Exercise materials:
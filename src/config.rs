use std::collections::HashMap;
use std::env;
use std::fs;
use std::path::{Path, PathBuf};
use std::time::Duration;

use serde::Deserialize;

use crate::ollama::ClientConfig;

pub const CONFIG_ENV: &str = "OLLAMA_RUNNER_CONFIG";
pub const BASE_URL_ENV: &str = "OLLAMA_RUNNER_BASE_URL";
pub const MODEL_ENV: &str = "OLLAMA_RUNNER_MODEL";
pub const EMBED_MODEL_ENV: &str = "OLLAMA_RUNNER_EMBED_MODEL";

#[derive(Debug, Clone, Deserialize, Default)]
#[serde(deny_unknown_fields)]
pub struct ProfileConfig {
    pub base_url: Option<String>,
    pub model: Option<String>,
    pub embed_model: Option<String>,
    /// Seconds.
    pub generate_timeout: Option<u64>,
    pub embeddings_timeout: Option<u64>,
    pub chat_timeout: Option<u64>,
}

#[derive(Debug, Deserialize, Default)]
struct ConfigFile {
    profiles: Option<HashMap<String, ProfileConfig>>,
}

/// Values given on the command line; they win over everything else.
#[derive(Debug, Clone, Default)]
pub struct Overrides {
    pub base_url: Option<String>,
    pub model: Option<String>,
    pub profile: Option<String>,
}

/// Fully resolved settings for one CLI invocation.
#[derive(Debug, Clone)]
pub struct Settings {
    pub client: ClientConfig,
    pub model: Option<String>,
    pub embed_model: Option<String>,
}

impl Settings {
    pub fn require_model(&self) -> Result<&str, String> {
        self.model
            .as_deref()
            .ok_or_else(|| format!("No model provided. Use --model or set {MODEL_ENV}."))
    }

    pub fn require_embed_model(&self) -> Result<&str, String> {
        self.embed_model.as_deref().ok_or_else(|| {
            format!("No embedding model provided. Use --model or set {EMBED_MODEL_ENV}.")
        })
    }
}

/// Resolves settings with precedence: CLI flag, environment, profile, default.
pub fn resolve(overrides: &Overrides) -> Result<Settings, String> {
    let profile = match overrides.profile.as_deref() {
        Some(name) => {
            let profile = load_profile(name)?;
            check_timeouts(name, &profile)?;
            profile
        }
        None => ProfileConfig::default(),
    };

    let mut client = ClientConfig::default();
    if let Some(base_url) = overrides
        .base_url
        .clone()
        .or_else(|| env_value(BASE_URL_ENV))
        .or(profile.base_url)
    {
        check_base_url(&base_url)?;
        client.base_url = base_url;
    }
    if let Some(secs) = profile.generate_timeout {
        client.generate_timeout = Duration::from_secs(secs);
    }
    if let Some(secs) = profile.embeddings_timeout {
        client.embeddings_timeout = Duration::from_secs(secs);
    }
    if let Some(secs) = profile.chat_timeout {
        client.chat_timeout = Duration::from_secs(secs);
    }

    let model = overrides
        .model
        .clone()
        .or_else(|| env_value(MODEL_ENV))
        .or(profile.model);
    let embed_model = overrides
        .model
        .clone()
        .or_else(|| env_value(EMBED_MODEL_ENV))
        .or(profile.embed_model);

    Ok(Settings {
        client,
        model,
        embed_model,
    })
}

pub fn load_profile(name: &str) -> Result<ProfileConfig, String> {
    let path = config_path()?;
    let profiles = read_profiles(&path)?;

    profiles.get(name).cloned().ok_or_else(|| {
        format!(
            "Profile '{}' not found in config file '{}'.",
            name,
            path.display()
        )
    })
}

/// Parses the config file and checks every profile, or only `profile` when
/// one is named. Returns the path that was checked.
pub fn validate_config(profile: Option<&str>) -> Result<PathBuf, String> {
    let path = config_path()?;
    let profiles = read_profiles(&path)?;

    let selected: Vec<(&String, &ProfileConfig)> = match profile {
        Some(name) => {
            let (key, config) = profiles.get_key_value(name).ok_or_else(|| {
                format!(
                    "Profile '{}' not found in config file '{}'.",
                    name,
                    path.display()
                )
            })?;
            vec![(key, config)]
        }
        None => profiles.iter().collect(),
    };

    for (name, config) in selected {
        if let Some(base_url) = &config.base_url {
            check_base_url(base_url).map_err(|err| format!("Profile '{name}': {err}"))?;
        }
        check_timeouts(name, config)?;
    }

    Ok(path)
}

fn read_profiles(path: &Path) -> Result<HashMap<String, ProfileConfig>, String> {
    let raw = fs::read_to_string(path)
        .map_err(|err| format!("Failed to read config file '{}': {err}", path.display()))?;

    let config: ConfigFile = toml::from_str(&raw)
        .map_err(|err| format!("Failed to parse config file '{}': {err}", path.display()))?;

    config.profiles.ok_or_else(|| {
        format!(
            "Config file '{}' does not contain a [profiles] section.",
            path.display()
        )
    })
}

fn check_timeouts(name: &str, config: &ProfileConfig) -> Result<(), String> {
    for (field, value) in [
        ("generate_timeout", config.generate_timeout),
        ("embeddings_timeout", config.embeddings_timeout),
        ("chat_timeout", config.chat_timeout),
    ] {
        if value == Some(0) {
            return Err(format!("Profile '{name}': {field} must be greater than 0."));
        }
    }
    Ok(())
}

fn check_base_url(base_url: &str) -> Result<(), String> {
    let trimmed = base_url.trim();
    if trimmed.starts_with("http://") || trimmed.starts_with("https://") {
        Ok(())
    } else {
        Err(format!(
            "Invalid base URL '{base_url}'. Expected an http:// or https:// address."
        ))
    }
}

fn env_value(key: &str) -> Option<String> {
    env::var(key)
        .ok()
        .map(|value| value.trim().to_string())
        .filter(|value| !value.is_empty())
}

fn config_path() -> Result<PathBuf, String> {
    if let Some(path) = env_value(CONFIG_ENV) {
        return Ok(PathBuf::from(path));
    }

    if let Some(xdg) = env_value("XDG_CONFIG_HOME") {
        return Ok(PathBuf::from(xdg).join("ollama-runner").join("config.toml"));
    }

    let home = env::var("HOME").map_err(|_| {
        format!("Cannot resolve config path: set {CONFIG_ENV} or HOME/XDG_CONFIG_HOME.")
    })?;
    Ok(PathBuf::from(home)
        .join(".config")
        .join("ollama-runner")
        .join("config.toml"))
}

Exercise instructions: Nothing but a number is wanted here: please count the lines in the entries above that include the word "match".

Answer for the task: 2